▸ Directions
I would like each line of the data that holds the word "every" copied out.

Dataset records: Begin

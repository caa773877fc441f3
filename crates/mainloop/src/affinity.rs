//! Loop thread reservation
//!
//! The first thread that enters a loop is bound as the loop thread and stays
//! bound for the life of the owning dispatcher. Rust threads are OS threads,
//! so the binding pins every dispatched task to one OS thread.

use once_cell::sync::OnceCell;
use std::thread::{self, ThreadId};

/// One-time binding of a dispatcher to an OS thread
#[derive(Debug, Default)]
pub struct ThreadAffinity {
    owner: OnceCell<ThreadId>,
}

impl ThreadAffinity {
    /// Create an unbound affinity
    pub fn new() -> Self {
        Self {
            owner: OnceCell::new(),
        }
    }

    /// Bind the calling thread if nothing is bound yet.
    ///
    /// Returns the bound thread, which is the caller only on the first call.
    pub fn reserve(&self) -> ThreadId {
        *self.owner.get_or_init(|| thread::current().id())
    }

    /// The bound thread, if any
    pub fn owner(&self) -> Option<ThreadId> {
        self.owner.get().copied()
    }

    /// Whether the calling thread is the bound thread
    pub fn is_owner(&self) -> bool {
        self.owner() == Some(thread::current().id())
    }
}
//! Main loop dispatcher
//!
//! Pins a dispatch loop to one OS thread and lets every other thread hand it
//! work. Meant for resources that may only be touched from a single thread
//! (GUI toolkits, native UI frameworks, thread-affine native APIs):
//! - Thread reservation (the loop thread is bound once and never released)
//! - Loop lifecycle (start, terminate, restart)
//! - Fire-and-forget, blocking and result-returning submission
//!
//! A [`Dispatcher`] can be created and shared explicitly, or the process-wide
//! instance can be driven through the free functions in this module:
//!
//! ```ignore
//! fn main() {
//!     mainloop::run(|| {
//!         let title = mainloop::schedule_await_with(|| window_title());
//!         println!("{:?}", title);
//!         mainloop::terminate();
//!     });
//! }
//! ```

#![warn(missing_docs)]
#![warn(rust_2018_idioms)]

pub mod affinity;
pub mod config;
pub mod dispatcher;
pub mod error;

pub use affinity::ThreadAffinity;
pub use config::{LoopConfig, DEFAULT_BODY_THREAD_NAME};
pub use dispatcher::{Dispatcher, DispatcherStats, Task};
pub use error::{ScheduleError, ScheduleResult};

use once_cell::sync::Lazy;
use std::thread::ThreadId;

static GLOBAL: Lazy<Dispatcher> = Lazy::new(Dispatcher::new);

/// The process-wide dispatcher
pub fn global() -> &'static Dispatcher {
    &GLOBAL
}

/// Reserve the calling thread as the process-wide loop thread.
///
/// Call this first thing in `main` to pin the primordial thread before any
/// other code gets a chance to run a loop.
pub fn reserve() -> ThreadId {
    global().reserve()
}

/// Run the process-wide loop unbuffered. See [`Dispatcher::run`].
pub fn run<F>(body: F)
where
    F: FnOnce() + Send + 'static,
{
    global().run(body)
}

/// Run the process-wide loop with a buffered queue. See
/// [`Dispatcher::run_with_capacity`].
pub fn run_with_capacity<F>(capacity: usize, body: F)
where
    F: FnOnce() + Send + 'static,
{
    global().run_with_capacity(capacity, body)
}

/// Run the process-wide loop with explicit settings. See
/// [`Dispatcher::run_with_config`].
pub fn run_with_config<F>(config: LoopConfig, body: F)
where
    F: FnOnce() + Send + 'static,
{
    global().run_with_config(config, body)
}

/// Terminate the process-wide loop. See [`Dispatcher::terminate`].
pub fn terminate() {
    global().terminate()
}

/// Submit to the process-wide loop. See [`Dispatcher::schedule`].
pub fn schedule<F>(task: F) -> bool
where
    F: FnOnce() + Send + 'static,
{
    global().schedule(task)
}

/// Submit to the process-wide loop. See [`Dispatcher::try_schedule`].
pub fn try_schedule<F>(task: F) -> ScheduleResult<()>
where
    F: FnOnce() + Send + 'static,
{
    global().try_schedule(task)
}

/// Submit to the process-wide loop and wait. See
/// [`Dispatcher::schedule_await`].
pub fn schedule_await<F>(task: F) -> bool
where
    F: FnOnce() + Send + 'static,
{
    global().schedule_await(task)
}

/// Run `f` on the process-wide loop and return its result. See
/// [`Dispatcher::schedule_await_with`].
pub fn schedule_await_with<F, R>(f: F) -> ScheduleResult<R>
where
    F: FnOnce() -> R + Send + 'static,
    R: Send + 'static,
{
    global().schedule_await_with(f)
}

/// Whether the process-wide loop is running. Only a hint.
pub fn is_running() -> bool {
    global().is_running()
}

Dataset records: End

▸ Your solution
//! so the binding pins every dispatched task to one OS thread.
//! Pins a dispatch loop to one OS thread and lets every other thread hand it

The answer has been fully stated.